Page 3 of 3
Amazon also vowed to improve its communication with customers during a massive service outage it suffered in the U.S. in April, an incident that cast a dark shadow over the cloud giant.
"Communication in situations like this is difficult," Amazon wrote. "Customers are understandably anxious about the timing for recovery and what they should do in the interim. We always prioritize getting affected customers back to health as soon as possible, and that was our top priority in this event, too. But, we know how important it is to communicate on the Service Health Dashboard and AWS Support mechanisms."
While Amazon said it communicated more frequently during the Dublin outage than during prior bouts of downtime, there is still room for improvement.

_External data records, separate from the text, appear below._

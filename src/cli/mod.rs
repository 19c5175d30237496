//! CLI infrastructure for the evader toolkit
//!
//! This module provides the command-line interface for training and
//! evaluating the Q-learning evader.

pub mod commands;
pub mod config;
pub mod output;
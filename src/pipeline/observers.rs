//! Episode observers for training runs
//!
//! Observers allow composable data collection during training without coupling
//! the trainer to specific output formats.

use indicatif::{ProgressBar, ProgressStyle};
use serde::{Deserialize, Serialize};

use crate::{
    Error, Result,
    ports::EpisodeObserver,
    q_learning::{EpisodeEnd, EpisodeState},
};

#[derive(Debug, Clone, Copy, Default, PartialEq, Eq, Serialize, Deserialize)]
struct Tally {
    captures: usize,
    escapes: usize,
    pursuer_lost: usize,
}

impl Tally {
    fn record(&mut self, end: Option<EpisodeEnd>) {
        match end {
            Some(EpisodeEnd::Captured) => self.captures += 1,
            Some(EpisodeEnd::StepLimit) => self.escapes += 1,
            Some(EpisodeEnd::PursuerLost) => self.pursuer_lost += 1,
            None => {}
        }
    }
}

/// Progress bar observer - Shows training progress over episodes
pub struct ProgressObserver {
    progress_bar: ProgressBar,
    tally: Tally,
}

impl ProgressObserver {
    /// # Errors
    ///
    /// Returns [`Error::ProgressBarTemplate`] if the bar style is rejected.
    pub fn new(total_episodes: usize) -> Result<Self> {
        let pb = ProgressBar::new(total_episodes as u64);
        pb.set_style(
            ProgressStyle::default_bar()
                .template("[{elapsed_precise}] {bar:40.cyan/blue} {pos}/{len} episodes ({msg})")
                .map_err(|e| Error::ProgressBarTemplate {
                    message: e.to_string(),
                })?
                .progress_chars("=>-"),
        );
        Ok(Self {
            progress_bar: pb,
            tally: Tally::default(),
        })
    }

    pub fn finish(&self) {
        self.progress_bar.finish_with_message(self.message());
    }

    fn message(&self) -> String {
        format!(
            "caught:{} escaped:{} lost:{}",
            self.tally.captures, self.tally.escapes, self.tally.pursuer_lost
        )
    }
}

impl EpisodeObserver for ProgressObserver {
    fn on_episode_finished(&mut self, episode: &EpisodeState) -> Result<()> {
        self.tally.record(episode.last_end());
        self.progress_bar.inc(1);
        self.progress_bar.set_message(self.message());
        Ok(())
    }
}

/// Metrics observer - Tracks outcome and return statistics
#[derive(Debug, Clone, Default)]
pub struct MetricsObserver {
    tally: Tally,
    returns: Vec<f64>,
    lengths: Vec<usize>,
}

impl MetricsObserver {
    pub fn new() -> Self {
        Self::default()
    }

    pub fn episodes(&self) -> usize {
        self.returns.len()
    }

    pub fn returns(&self) -> &[f64] {
        &self.returns
    }

    pub fn capture_rate(&self) -> f64 {
        if self.returns.is_empty() {
            0.0
        } else {
            self.tally.captures as f64 / self.returns.len() as f64
        }
    }

    pub fn average_return(&self) -> f64 {
        if self.returns.is_empty() {
            0.0
        } else {
            self.returns.iter().sum::<f64>() / self.returns.len() as f64
        }
    }

    pub fn average_length(&self) -> f64 {
        if self.lengths.is_empty() {
            0.0
        } else {
            self.lengths.iter().sum::<usize>() as f64 / self.lengths.len() as f64
        }
    }

    /// Get metrics summary
    pub fn summary(&self) -> MetricsSummary {
        MetricsSummary {
            episodes: self.episodes(),
            captures: self.tally.captures,
            escapes: self.tally.escapes,
            pursuer_lost: self.tally.pursuer_lost,
            capture_rate: self.capture_rate(),
            average_return: self.average_return(),
            best_return: self.returns.iter().copied().reduce(f64::max),
            worst_return: self.returns.iter().copied().reduce(f64::min),
            average_length: self.average_length(),
        }
    }
}

/// Summary of training metrics
#[derive(Debug, Clone, Serialize, Deserialize)]
pub struct MetricsSummary {
    pub episodes: usize,
    pub captures: usize,
    pub escapes: usize,
    pub pursuer_lost: usize,
    pub capture_rate: f64,
    pub average_return: f64,
    pub best_return: Option<f64>,
    pub worst_return: Option<f64>,
    pub average_length: f64,
}

impl EpisodeObserver for MetricsObserver {
    fn on_episode_finished(&mut self, episode: &EpisodeState) -> Result<()> {
        self.tally.record(episode.last_end());
        self.returns.push(episode.episode_return());
        self.lengths.push(episode.step());
        Ok(())
    }
}

/// Logs a line every `every` finished episodes
#[derive(Debug, Clone)]
pub struct LoggingObserver {
    every: usize,
}

impl LoggingObserver {
    pub fn new(every: usize) -> Self {
        Self {
            every: every.max(1),
        }
    }
}

impl EpisodeObserver for LoggingObserver {
    fn on_episode_finished(&mut self, episode: &EpisodeState) -> Result<()> {
        let number = episode.index() + 1;
        if number.is_multiple_of(self.every) {
            log::info!(
                "Episode {number}: {:?} after {} steps, return {:.1}, running average {:.1}",
                episode.last_end(),
                episode.step(),
                episode.episode_return(),
                episode.average_return()
            );
        }
        Ok(())
    }
}

#[cfg(test)]
mod tests {
    use std::sync::{Arc, Mutex};

    use super::*;
    use crate::{
        adapters::{BfsChaser, GridWorld},
        q_learning::{Trainer, TrainerParams},
    };

    #[test]
    fn test_metrics_observer() {
        let metrics = Arc::new(Mutex::new(MetricsObserver::new()));
        let params = TrainerParams::default().with_max_steps(20);
        let mut trainer = Trainer::new(params, GridWorld::open(5, 5), BfsChaser::new())
            .unwrap()
            .with_seed(11)
            .with_observer(Box::new(metrics.clone()));

        while trainer.episode().index() < 5 {
            trainer.step().unwrap();
        }

        let summary = metrics.lock().unwrap().summary();
        assert_eq!(summary.episodes, 5);
        assert_eq!(summary.captures + summary.escapes + summary.pursuer_lost, 5);
        assert!(summary.average_length >= 1.0 && summary.average_length <= 20.0);
        assert_eq!(
            metrics.lock().unwrap().returns(),
            trainer.episode().returns()
        );
    }

    #[test]
    fn test_empty_metrics() {
        let summary = MetricsObserver::new().summary();
        assert_eq!(summary.episodes, 0);
        assert_eq!(summary.capture_rate, 0.0);
        assert!(summary.best_return.is_none());
    }

    #[test]
    fn test_progress_observer_builds() {
        let observer = ProgressObserver::new(10).unwrap();
        observer.finish();
    }
}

"First, we can accelerate the pace with which we staff up our support team to be even more responsive in the early hours of an event," Amazon wrote. "Second, we will do a better job of making it easier for customers (and AWS) to tell if their resources have been impacted. This will give customers (and AWS) important shared telemetry on what's happening to specific resources in the heat of the moment. We’ve been hard at work on developing tools to allow you to see via the APIs if your instances/volumes are impaired, and hope to have this to customers in the next few months. Third, as we were sending customers recovery snapshots, we could have been clearer and more instructive on how to run the recovery tools, and provided better detail on the recovery actions customers could have taken. We sometimes assume a certain familiarity with these tools that we should not."

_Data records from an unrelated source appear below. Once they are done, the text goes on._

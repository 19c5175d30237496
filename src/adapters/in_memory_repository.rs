//! In-memory Q-table repository for testing.
//!
//! Stores the serialized text in memory, so tests exercise the real codec
//! without touching the file system.

use std::sync::{Arc, Mutex, PoisonError};

use crate::{
    Result,
    ports::{LoadStatus, TableRepository},
    q_learning::{QTable, serialization},
};

#[derive(Debug, Default)]
struct Storage {
    text: Option<String>,
    saves: usize,
}

/// In-memory repository for testing.
///
/// All clones share the same storage, so a test can hand one clone to a
/// trainer and inspect the other.
///
/// # Examples
///
/// ```
/// use evader::adapters::InMemoryRepository;
/// use evader::ports::{LoadStatus, TableRepository};
/// use evader::q_learning::QTable;
///
/// let repo = InMemoryRepository::new();
/// let mut table = QTable::new();
/// assert_eq!(repo.load(&mut table)?, LoadStatus::Missing);
///
/// repo.save(&table)?;
/// assert_eq!(repo.save_count(), 1);
/// # Ok::<(), evader::Error>(())
/// ```
#[derive(Debug, Clone, Default)]
pub struct InMemoryRepository {
    storage: Arc<Mutex<Storage>>,
}

impl InMemoryRepository {
    pub fn new() -> Self {
        Self::default()
    }

    /// Repository preloaded with table text, e.g. a malformed fixture.
    pub fn with_text(text: impl Into<String>) -> Self {
        let repo = Self::new();
        repo.lock().text = Some(text.into());
        repo
    }

    /// Number of saves performed so far.
    pub fn save_count(&self) -> usize {
        self.lock().saves
    }

    /// Text written by the latest save (or the preloaded text).
    pub fn text(&self) -> Option<String> {
        self.lock().text.clone()
    }

    pub fn clear(&self) {
        *self.lock() = Storage::default();
    }

    fn lock(&self) -> std::sync::MutexGuard<'_, Storage> {
        self.storage.lock().unwrap_or_else(PoisonError::into_inner)
    }
}

impl TableRepository for InMemoryRepository {
    fn save(&self, table: &QTable) -> Result<()> {
        let text = serialization::to_text(table);
        let mut storage = self.lock();
        storage.text = Some(text);
        storage.saves += 1;
        Ok(())
    }

    fn load(&self, table: &mut QTable) -> Result<LoadStatus> {
        let Some(text) = self.text() else {
            return Ok(LoadStatus::Missing);
        };
        serialization::from_text(&text, table)
    }
}

#[cfg(test)]
mod tests {
    use super::*;
    use crate::{Error, q_learning::StateId, types::Action};

    #[test]
    fn test_clone_shares_storage() {
        let repo1 = InMemoryRepository::new();
        let repo2 = repo1.clone();

        let mut table = QTable::new();
        table.update(Action::North, StateId::new(7).unwrap(), 2.5);
        repo1.save(&table).unwrap();

        let mut loaded = QTable::new();
        repo2.load(&mut loaded).unwrap();
        assert_eq!(loaded, table);
        assert_eq!(repo2.save_count(), 1);
    }

    #[test]
    fn test_preloaded_malformed_text() {
        let repo = InMemoryRepository::with_text("0;x");
        let mut table = QTable::new();
        assert!(matches!(
            repo.load(&mut table),
            Err(Error::TableParse { line: 1, field: 2, .. })
        ));
        assert!(!table.is_valid());
    }

    #[test]
    fn test_clear_removes_all() {
        let repo = InMemoryRepository::with_text("1");
        repo.save(&QTable::new()).unwrap();
        repo.clear();
        assert_eq!(repo.save_count(), 0);
        assert!(repo.text().is_none());
    }
}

For the Dublin cloud outage, Amazon said it will provide a 10-day credit equal to 100 percent of usage of EBS volumes, EC2 instances and RDS instances affected, and customers that were impacted by the EBS software bug will receive a 30-day credit along with access to Amazon's Premium Support Engineers via the AWS Support Center. The credits will be automatically applied to customers' next AWS bill, Amazon said. Microsoft also issued a credit to BPOS customers affected by the Dublin cloud outage.
"Last, but certainly not least, we want to apologize," Amazon wrote. "We know how critical our services are to our customers' businesses. We will do everything we can to learn from this event and use it to drive improvement across our services. As with any significant operational issue, we will spend many hours over the coming days and weeks improving our understanding of the details of the various parts of this event and determining how to make changes to improve our services and processes."